<ソフトバンク2-8西武>◇20日◇福岡ヤフードーム

 ソフトバンクが、弱点をを浮き彫りにする大敗で4位に転落した。1点差に追い上げた直後の8回、救援陣が大炎上。セットアッパー摂津は登板過多を避けるため、この日は勝ちゲーム限定要員となっており、接戦で投入できる中継ぎ陣の層の薄さが明確になってしまった。左翼を守るホセ・オーティズ内野手(32)もミス連発と何とも後味の悪い1敗。貯金3到達失敗も4度目。課題克服が上位進出には欠かせない。
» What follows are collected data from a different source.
//! Rule-based validation service
//!
//! Local stand-in for the remote validation service. Scores the five
//! criteria from the extraction alone and combines them with fixed weights.
//!
//! # Scoring
//! | criterion               | weight |
//! |-------------------------|--------|
//! | document type           | 0.25   |
//! | cycle mention           | 0.20   |
//! | municipality match      | 0.20   |
//! | content appropriateness | 0.15   |
//! | data completeness       | 0.20   |
//!
//! The report is valid only when the first four criteria pass.

use super::{CollaboratorError, ValidationService};
use crate::models::{CriteriaBreakdown, CriterionScore, ExtractionResult, ValidationReport};
use crate::services::municipality_match::{self, MunicipalityMatch};
use async_trait::async_trait;

const DOCUMENT_TYPE_WEIGHT: f32 = 0.25;
const CYCLE_WEIGHT: f32 = 0.20;
const MUNICIPALITY_WEIGHT: f32 = 0.20;
const CONTENT_WEIGHT: f32 = 0.15;
const COMPLETENESS_WEIGHT: f32 = 0.20;

/// Completeness below this fails the criterion
const COMPLETENESS_PASS: f32 = 0.4;

const DEFAULT_BLOCKED_TERMS: &[&str] = &["casino", "viagra", "bitcoin", "crypto", "xxx", "porn"];

pub struct RuleBasedValidator {
    blocked_terms: Vec<String>,
}

impl RuleBasedValidator {
    pub fn new() -> Self {
        Self {
            blocked_terms: DEFAULT_BLOCKED_TERMS.iter().map(|s| s.to_string()).collect(),
        }
    }

    pub fn with_blocked_terms(terms: impl IntoIterator<Item = String>) -> Self {
        Self {
            blocked_terms: terms.into_iter().map(|t| t.to_lowercase()).collect(),
        }
    }

    fn score_document_type(&self, extraction: &ExtractionResult) -> CriterionScore {
        if !extraction.candidates.is_empty() {
            CriterionScore::new(true, 1.0, None)
        } else if extraction.common_list.is_some() || extraction.common_party.is_some() {
            CriterionScore::new(true, 0.6, Some("list or party without named candidates".to_string()))
        } else {
            CriterionScore::new(false, 0.0, Some("no candidate, list or party found".to_string()))
        }
    }

    fn score_cycle(&self, extraction: &ExtractionResult) -> CriterionScore {
        if extraction.mentions_target_election {
            CriterionScore::new(true, 1.0, None)
        } else {
            CriterionScore::new(false, 0.0, Some("target election not mentioned".to_string()))
        }
    }

    fn score_municipality(
        &self,
        municipality_name: &str,
        extraction: &ExtractionResult,
        department_hint: Option<&str>,
    ) -> CriterionScore {
        match municipality_match::compare(municipality_name, extraction.municipality_mentioned.as_deref()) {
            MunicipalityMatch::Match => CriterionScore::new(true, 1.0, None),
            MunicipalityMatch::Mismatch => CriterionScore::new(
                false,
                0.0,
                extraction
                    .municipality_mentioned
                    .as_ref()
                    .map(|m| format!("flyer names '{}'", m)),
            ),
            MunicipalityMatch::Unnamed => {
                let departments = department_hint.zip(extraction.department_hint.as_deref());
                match departments {
                    Some((expected, found)) if expected.trim() == found.trim() => CriterionScore::new(
                        true,
                        0.85,
                        Some("no municipality named; department matches".to_string()),
                    ),
                    Some((_, found)) => CriterionScore::new(
                        true,
                        0.4,
                        Some(format!("no municipality named; department hint '{}' differs", found)),
                    ),
                    None => CriterionScore::new(true, 0.7, Some("no municipality named".to_string())),
                }
            }
        }
    }

    fn score_content(&self, extraction: &ExtractionResult) -> CriterionScore {
        let texts = extraction
            .program_statements
            .iter()
            .chain(extraction.candidates.iter().flat_map(|c| c.program_statements.iter()))
            .chain(extraction.slogan.iter());

        for text in texts {
            let lowered = text.to_lowercase();
            if let Some(term) = self.blocked_terms.iter().find(|t| lowered.contains(t.as_str())) {
                return CriterionScore::new(false, 0.0, Some(format!("blocked term '{}'", term)));
            }
        }
        CriterionScore::new(true, 1.0, None)
    }

    fn score_completeness(&self, extraction: &ExtractionResult) -> CriterionScore {
        let checks = [
            !extraction.candidates.is_empty(),
            !extraction.candidates.is_empty()
                && extraction
                    .candidates
                    .iter()
                    .all(|c| c.first_name.as_deref().is_some_and(|f| !f.trim().is_empty())),
            extraction.common_party.is_some()
                || extraction.common_list.is_some()
                || extraction.candidates.iter().any(|c| c.party.is_some() || c.list_name.is_some()),
            !extraction.program_statements.is_empty()
                || extraction.candidates.iter().any(|c| !c.program_statements.is_empty()),
            extraction.contact.is_some() || extraction.slogan.is_some(),
        ];
        let met = checks.iter().filter(|&&ok| ok).count();
        let score = met as f32 / checks.len() as f32;
        let note = (met < checks.len()).then(|| format!("{}/{} completeness checks met", met, checks.len()));
        CriterionScore::new(score >= COMPLETENESS_PASS, score, note)
    }
}

impl Default for RuleBasedValidator {
    fn default() -> Self {
        Self::new()
    }
}

#[async_trait]
impl ValidationService for RuleBasedValidator {
    async fn validate(
        &self,
        municipality_name: &str,
        extraction: &ExtractionResult,
        department_hint: Option<&str>,
    ) -> Result<ValidationReport, CollaboratorError> {
        let criteria = CriteriaBreakdown {
            document_type: self.score_document_type(extraction),
            cycle_mention: self.score_cycle(extraction),
            municipality_match: self.score_municipality(municipality_name, extraction, department_hint),
            content_appropriateness: self.score_content(extraction),
            data_completeness: self.score_completeness(extraction),
        };

        let confidence = criteria.document_type.score * DOCUMENT_TYPE_WEIGHT
            + criteria.cycle_mention.score * CYCLE_WEIGHT
            + criteria.municipality_match.score * MUNICIPALITY_WEIGHT
            + criteria.content_appropriateness.score * CONTENT_WEIGHT
            + criteria.data_completeness.score * COMPLETENESS_WEIGHT;

        let is_valid = criteria.document_type.passed
            && criteria.cycle_mention.passed
            && criteria.municipality_match.passed
            && criteria.content_appropriateness.passed;

        let review_reason = [
            &criteria.document_type,
            &criteria.cycle_mention,
            &criteria.municipality_match,
            &criteria.content_appropriateness,
            &criteria.data_completeness,
        ]
        .iter()
        .filter(|c| !c.passed || c.score < 1.0)
        .find_map(|c| c.note.clone());

        Ok(ValidationReport {
            is_valid,
            confidence_score: crate::models::extraction::clamp_unit(confidence),
            needs_human_review: !is_valid || review_reason.is_some(),
            review_reason,
            criteria,
        })
    }
}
 秋山ホークスの不安が、そのまま結果に表れた。8回表だった。直前に西武を追い上げビハインドを1点に詰めていた。ベンチは2番手に、ここ3試合無失点だった甲藤を投入。だが、期待は、もろくも崩れ落ちた。甲藤は1死から2番原に四球。3番栗山に中前安打されると、4番中村には左前安打。1死満塁のピンチを招いたところで、サウスポー三瀬を左打者のブラウンにぶつけたが、痛恨の左前適時打。1点を争う展開で、勝利の女神にそっぽを向かれた瞬間だった。

 秋山監督

 8回だな。あのへんを抑える投手が出てこないとな。1点差でいける投手がな。みんなチャンスあるのにな。その中で、甲藤は一番いい状態で(抑える)可能性が高かった。うまくいかないな。
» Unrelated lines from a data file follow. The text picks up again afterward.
//! Submitter identifier hashing
//!
//! Raw IP addresses and device fingerprints are never persisted. They are
//! reduced to `sha256(salt ":" value)` hex digests before reaching the store.

use sha2::{Digest, Sha256};

/// Hex-encoded SHA-256 of arbitrary bytes
pub fn sha256_hex(bytes: &[u8]) -> String {
    format!("{:x}", Sha256::digest(bytes))
}

/// Salted, hex-encoded hash of a submitter identifier
///
/// Leading/trailing whitespace is ignored and the value is lower-cased so the
/// same address written two ways lands on one quota counter.
pub fn hash_identifier(salt: &str, value: &str) -> String {
    let mut hasher = Sha256::new();
    hasher.update(salt.as_bytes());
    hasher.update(b":");
    hasher.update(value.trim().to_lowercase().as_bytes());
    format!("{:x}", hasher.finalize())
}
 くしくもこの日、中継ぎ強化を目的に横浜吉川のトレード獲得が発表されたばかり。負けている展開で登板できる存在として、白羽の矢を立てた投手だが、その弱点が際だった格好だ。

 セットアッパー摂津の選択肢は、この日に限り、延長突入か勝ちゲームに限定されていた。摂津はここまでチーム最多の13戦登板。この日のようにリードされている展開で6連戦の初戦に登板したケースは今季1度(3月30日)あるが、その6連戦期間中に4度もマウンドに上がった。高山投手コーチは「登板過多を避けるため。それも調整しないと。まだ120試合あるから」と説明。頼れる右腕の故障を未然に防ぐため、調子を上げていた甲藤に託した一手は実らなかった。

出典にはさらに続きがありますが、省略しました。